Dataset Splits Yes We select several high-quality distillation datasets, including S1.1 (1k) [9], LIMO (871) [10], and Bespoke-Stratos (17k) [8]... We evaluate model performance on six in-domain math datasets, including two simple datasets: GSM8K [28] and MATH500 [22], two medium-difficulty datasets: the American Mathematics Competitions (AMC23) and Minerva [29], which includes undergraduate-level STEM problems, and two high-difficulty datasets: AIME 2024 and AIME 2025. Additionally, we also evaluate on two out-of-domain non-math datasets (in Section B.2): GPQA [30] and MMLU-Pro [31]. For the Difficulty-Adaptive Distillation baseline, specific subsets are defined: "we identify the challenging subset Dhard (850 examples) by selecting questions from S1.1 that Qwen2.5-Instruct-7B fails to solve. For the simple subset Deasy, we combine questions correctly answered by Qwen2.5-Instruct-7B from S1.1 and randomly sampled questions from the GSM8K training set, totaling 850 examples."
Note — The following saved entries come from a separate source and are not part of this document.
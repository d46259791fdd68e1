//! Breakpoint spans.
//!
//! Walks from the token at a position up through its ancestors and asks
//! each ancestor for the span a sequence point would occupy there. The
//! walk is independent of any diffing and only looks at one tree.

use crate::base::{TextRange, TextSize};
use crate::parser::SyntaxKind;
use crate::syntax::ast::{ForEachStatement, ForStatement, VariableDeclarator};
use crate::syntax::{AstNode, NodeRef, SyntaxTree};

use super::active_statement::StatementPart;

/// Outcome of asking one ancestor for a span
#[derive(Debug, Clone, Copy, PartialEq, Eq)]
enum Candidate {
    Span(TextRange),
    /// The position is somewhere no breakpoint can be set
    NoSpan,
    /// Ask the parent
    Continue,
}

/// The innermost breakpoint span at `position`
pub fn try_get_breakpoint_span(tree: &SyntaxTree, position: TextSize) -> Option<TextRange> {
    try_get_closest_breakpoint_span(tree, position, 0)
}

/// The innermost breakpoint span at `position` that is at least
/// `min_length` long. When no candidate is long enough the outermost one
/// found is returned.
pub fn try_get_closest_breakpoint_span(
    tree: &SyntaxTree,
    position: TextSize,
    min_length: u32,
) -> Option<TextRange> {
    try_get_closest_breakpoint_span_in(tree.root(), position, min_length)
}

/// Like [`try_get_closest_breakpoint_span`], but the walk stops at `root`
pub(crate) fn try_get_closest_breakpoint_span_in(
    root: NodeRef<'_>,
    position: TextSize,
    min_length: u32,
) -> Option<TextRange> {
    let token = root.tree().token_at_offset(position)?;
    let min_length = TextSize::new(min_length);
    let mut candidate = None;
    for node in token.parent().ancestors() {
        match breakpoint_span(node, position) {
            Candidate::Span(span) => {
                candidate = Some(span);
                if span.len() >= min_length {
                    break;
                }
            }
            Candidate::NoSpan => break,
            Candidate::Continue => {}
        }
        if node == root {
            break;
        }
    }
    candidate
}

fn breakpoint_span(node: NodeRef<'_>, position: TextSize) -> Candidate {
    use Candidate::*;

    let range = node.range();
    match node.kind() {
        SyntaxKind::COMPILATION_UNIT
        | SyntaxKind::USING_DIRECTIVE
        | SyntaxKind::NAMESPACE_DECLARATION
        | SyntaxKind::CLASS_DECLARATION
        | SyntaxKind::STRUCT_DECLARATION
        | SyntaxKind::INTERFACE_DECLARATION
        | SyntaxKind::ENUM_DECLARATION
        | SyntaxKind::DELEGATE_DECLARATION
        | SyntaxKind::ATTRIBUTE_LIST => NoSpan,

        SyntaxKind::BLOCK => {
            let open = node.child_token(SyntaxKind::L_BRACE);
            let close = node.child_token(SyntaxKind::R_BRACE);
            match (open, close) {
                (Some(open), _) if position < open.range().end() => Span(open.range()),
                (_, Some(close)) if position >= close.range().start() => Span(close.range()),
                _ => Continue,
            }
        }

        SyntaxKind::LOCAL_DECLARATION_STATEMENT => {
            if node.has_token(SyntaxKind::CONST_KW) {
                return NoSpan;
            }
            match node.child_node(SyntaxKind::VARIABLE_DECLARATION) {
                Some(declaration) => declaration_span(node, declaration, position),
                None => Continue,
            }
        }

        SyntaxKind::FIELD_DECLARATION => {
            if node.has_token(SyntaxKind::CONST_KW) {
                return NoSpan;
            }
            match node.child_node(SyntaxKind::VARIABLE_DECLARATION) {
                Some(declaration) => declaration_span(node, declaration, position),
                None => NoSpan,
            }
        }

        SyntaxKind::IF_STATEMENT
        | SyntaxKind::WHILE_STATEMENT
        | SyntaxKind::LOCK_STATEMENT
        | SyntaxKind::SWITCH_STATEMENT
        | SyntaxKind::USING_STATEMENT => match node.child_token(SyntaxKind::R_PAREN) {
            Some(close) => Span(TextRange::new(range.start(), close.range().end())),
            None => Span(range),
        },

        SyntaxKind::ELSE_CLAUSE => match node.children().find(|c| c.kind().is_statement()) {
            Some(statement) => breakpoint_span(statement, statement.range().start()),
            None => Continue,
        },

        SyntaxKind::DO_STATEMENT => {
            let Some(while_kw) = node.child_token(SyntaxKind::WHILE_KW) else {
                return Span(range);
            };
            if position < while_kw.range().start() {
                if let Some(statement) = node.children().find(|c| c.kind().is_statement()) {
                    return breakpoint_span(statement, statement.range().start());
                }
            }
            Span(TextRange::new(while_kw.range().start(), range.end()))
        }

        SyntaxKind::FOR_STATEMENT => for_span(node, position),

        SyntaxKind::FOREACH_STATEMENT => match foreach_part_span(node, foreach_part_at(node, position)) {
            Some(span) => Span(span),
            None => Continue,
        },

        SyntaxKind::TRY_STATEMENT
        | SyntaxKind::FINALLY_CLAUSE
        | SyntaxKind::CHECKED_STATEMENT
        | SyntaxKind::UNCHECKED_STATEMENT => match node.child_node(SyntaxKind::BLOCK) {
            Some(block) => breakpoint_span(block, block.range().start()),
            None => Continue,
        },

        SyntaxKind::CATCH_CLAUSE => {
            let end = node
                .child_node(SyntaxKind::CATCH_DECLARATION)
                .map(|d| d.range().end())
                .or_else(|| node.first_token().map(|t| t.range().end()))
                .unwrap_or(range.end());
            Span(TextRange::new(range.start(), end))
        }

        SyntaxKind::CATCH_FILTER_CLAUSE | SyntaxKind::WHEN_CLAUSE => Span(range),

        SyntaxKind::SWITCH_SECTION => match node.children().find(|c| c.kind().is_statement()) {
            Some(statement) => breakpoint_span(statement, statement.range().start()),
            None => NoSpan,
        },

        SyntaxKind::SIMPLE_LAMBDA_EXPRESSION | SyntaxKind::PARENTHESIZED_LAMBDA_EXPRESSION => {
            match node.nested_function_body() {
                Some(body) if body.kind() == SyntaxKind::BLOCK => {
                    breakpoint_span(body, body.range().start())
                }
                Some(body) => Span(body.range()),
                None => Continue,
            }
        }

        SyntaxKind::METHOD_DECLARATION
        | SyntaxKind::OPERATOR_DECLARATION
        | SyntaxKind::CONSTRUCTOR_DECLARATION
        | SyntaxKind::DESTRUCTOR_DECLARATION
        | SyntaxKind::GET_ACCESSOR_DECLARATION
        | SyntaxKind::SET_ACCESSOR_DECLARATION
        | SyntaxKind::LOCAL_FUNCTION_STATEMENT => member_span(node, position),

        SyntaxKind::CONSTRUCTOR_INITIALIZER => Span(range),

        SyntaxKind::PROPERTY_DECLARATION => {
            if let Some(arrow) = node.child_node(SyntaxKind::ARROW_EXPRESSION_CLAUSE) {
                return expression_of(arrow).map_or(NoSpan, Span);
            }
            let in_accessors = node
                .child_node(SyntaxKind::ACCESSOR_LIST)
                .is_some_and(|list| list.range().contains(position));
            match node.child_node(SyntaxKind::EQUALS_VALUE_CLAUSE) {
                Some(initializer) if !in_accessors => expression_of(initializer).map_or(NoSpan, Span),
                _ => NoSpan,
            }
        }

        SyntaxKind::ACCESSOR_LIST | SyntaxKind::ENUM_MEMBER_DECLARATION => NoSpan,

        kind if kind.is_statement() => Span(range),

        _ => Continue,
    }
}

/// Span of a local or field declaration. A lone declarator covers the whole
/// statement; the first of several includes the type; otherwise the
/// declarator at the position, or the closest one with an initializer.
fn declaration_span(owner: NodeRef<'_>, declaration: NodeRef<'_>, position: TextSize) -> Candidate {
    let declarators: Vec<_> = declaration
        .children()
        .filter_map(VariableDeclarator::cast)
        .collect();
    let has_initializer = |d: &VariableDeclarator<'_>| d.initializer().is_some();

    if let [single] = declarators.as_slice() {
        if !has_initializer(single) {
            return Candidate::NoSpan;
        }
        let start = owner
            .children_with_tokens()
            .find(|c| c.kind() != SyntaxKind::ATTRIBUTE_LIST)
            .map(|c| c.range().start())
            .unwrap_or(owner.range().start());
        return Candidate::Span(TextRange::new(start, owner.range().end()));
    }

    let at = declarators
        .iter()
        .position(|d| position < d.syntax().range().end())
        .unwrap_or(declarators.len().saturating_sub(1));

    let chosen = if declarators.get(at).is_some_and(has_initializer) {
        Some(at)
    } else {
        // Closest declarator with an initializer, preferring later ones on ties
        declarators
            .iter()
            .enumerate()
            .filter(|(_, d)| has_initializer(d))
            .min_by_key(|(i, _)| (i.abs_diff(at), usize::MAX - i))
            .map(|(i, _)| i)
    };

    match chosen {
        Some(0) => {
            let end = declarators[0].syntax().range().end();
            Candidate::Span(TextRange::new(declaration.range().start(), end))
        }
        Some(i) => Candidate::Span(declarators[i].syntax().range()),
        None => Candidate::Continue,
    }
}

fn for_span(node: NodeRef<'_>, position: TextSize) -> Candidate {
    let stmt = ForStatement(node);
    let semicolons: Vec<_> = node
        .tokens()
        .filter(|t| t.kind() == SyntaxKind::SEMICOLON)
        .map(|t| t.range().end())
        .collect();
    let close = node
        .child_token(SyntaxKind::R_PAREN)
        .map(|t| t.range().end())
        .unwrap_or(node.range().end());

    let containing_or_first = |nodes: Vec<NodeRef<'_>>| {
        nodes
            .iter()
            .find(|n| n.range().contains_inclusive(position))
            .or(nodes.first())
            .map(|n| n.range())
    };

    let initializer = stmt
        .declaration()
        .map(|d| d.range())
        .or_else(|| containing_or_first(stmt.initializers()));
    let condition = stmt.condition().map(|c| c.range());
    let incrementor = containing_or_first(stmt.incrementors());

    let span = match semicolons.as_slice() {
        [first, ..] if position < *first => initializer.or(condition),
        [_, second, ..] if position < *second => condition.or(initializer),
        _ if position < close => incrementor.or(condition),
        _ => initializer.or(condition).or(incrementor),
    };
    span.map_or(Candidate::Continue, Candidate::Span)
}

fn member_span(node: NodeRef<'_>, position: TextSize) -> Candidate {
    if let Some(initializer) = node.child_node(SyntaxKind::CONSTRUCTOR_INITIALIZER) {
        if position >= initializer.range().start() && position < initializer.range().end() {
            return Candidate::Span(initializer.range());
        }
    }
    if let Some(arrow) = node.child_node(SyntaxKind::ARROW_EXPRESSION_CLAUSE) {
        return expression_of(arrow).map_or(Candidate::NoSpan, Candidate::Span);
    }
    match node.child_node(SyntaxKind::BLOCK) {
        Some(body) if position < body.range().start() => breakpoint_span(body, body.range().start()),
        Some(_) => Candidate::NoSpan,
        // Auto-implemented accessor
        None if matches!(
            node.kind(),
            SyntaxKind::GET_ACCESSOR_DECLARATION | SyntaxKind::SET_ACCESSOR_DECLARATION
        ) =>
        {
            Candidate::Span(node.range())
        }
        None => Candidate::NoSpan,
    }
}

fn expression_of(clause: NodeRef<'_>) -> Option<TextRange> {
    clause
        .children()
        .find(|c| c.kind().is_expression())
        .map(|e| e.range())
}

// ============================================================================
// foreach parts
// ============================================================================

/// The part of a `foreach` header `position` falls in
pub(crate) fn foreach_part_at(node: NodeRef<'_>, position: TextSize) -> StatementPart {
    let stmt = ForEachStatement(node);
    if let Some(expression) = stmt.expression() {
        if position >= expression.range().start() {
            return StatementPart::ForEachExpression;
        }
    }
    if let Some(in_kw) = node.child_token(SyntaxKind::IN_KW) {
        if position >= in_kw.range().start() {
            return StatementPart::ForEachIn;
        }
    }
    if let Some(ty) = stmt.ty() {
        if position >= ty.range().start() {
            return StatementPart::ForEachVariable;
        }
    }
    StatementPart::ForEach
}

/// Span of one part of a `foreach` header
pub(crate) fn foreach_part_span(node: NodeRef<'_>, part: StatementPart) -> Option<TextRange> {
    let stmt = ForEachStatement(node);
    match part {
        StatementPart::ForEachVariable => {
            let ty = stmt.ty()?;
            let end = stmt.identifier().map(|t| t.range().end()).unwrap_or(ty.range().end());
            Some(TextRange::new(ty.range().start(), end))
        }
        StatementPart::ForEachIn => node.child_token(SyntaxKind::IN_KW).map(|t| t.range()),
        StatementPart::ForEachExpression => stmt.expression().map(|e| e.range()),
        _ => node.child_token(SyntaxKind::FOREACH_KW).map(|t| t.range()),
    }
}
Hardware Specification No The paper states: 'All experiments are conducted with LLa MA Factory [27], with a maximum sequence length of 16,384 tokens.' and 'We use the VLLM reasoning architecture, and the inference setup is aligned with LIMO.' It also mentions using 'Qwen2.5-Instruct-7B and Qwen2.5-Instruct-32B' and 'Phi4-mini-Instruct' as base models. However, it does not specify concrete hardware details such as GPU models, CPU types, or memory.
Software Dependencies No The paper states: 'All experiments are conducted with LLa MA Factory [27]'. While LLaMA Factory is a software component, a specific version number for it or other libraries/frameworks (like PyTorch, Transformers, CUDA, etc.) is not provided in the text, which is required for reproducibility.
Experiment Setup Yes Appendix E.2, Table 5 provides detailed hyperparameters used for training different models: Cutoff_len 16384, Batch_size 8-32, Learning_rate 1e-5, Epochs 6, Lr_scheduler_type Cosine, Weight_decay 1e-4, Warmup_ratio 0.1.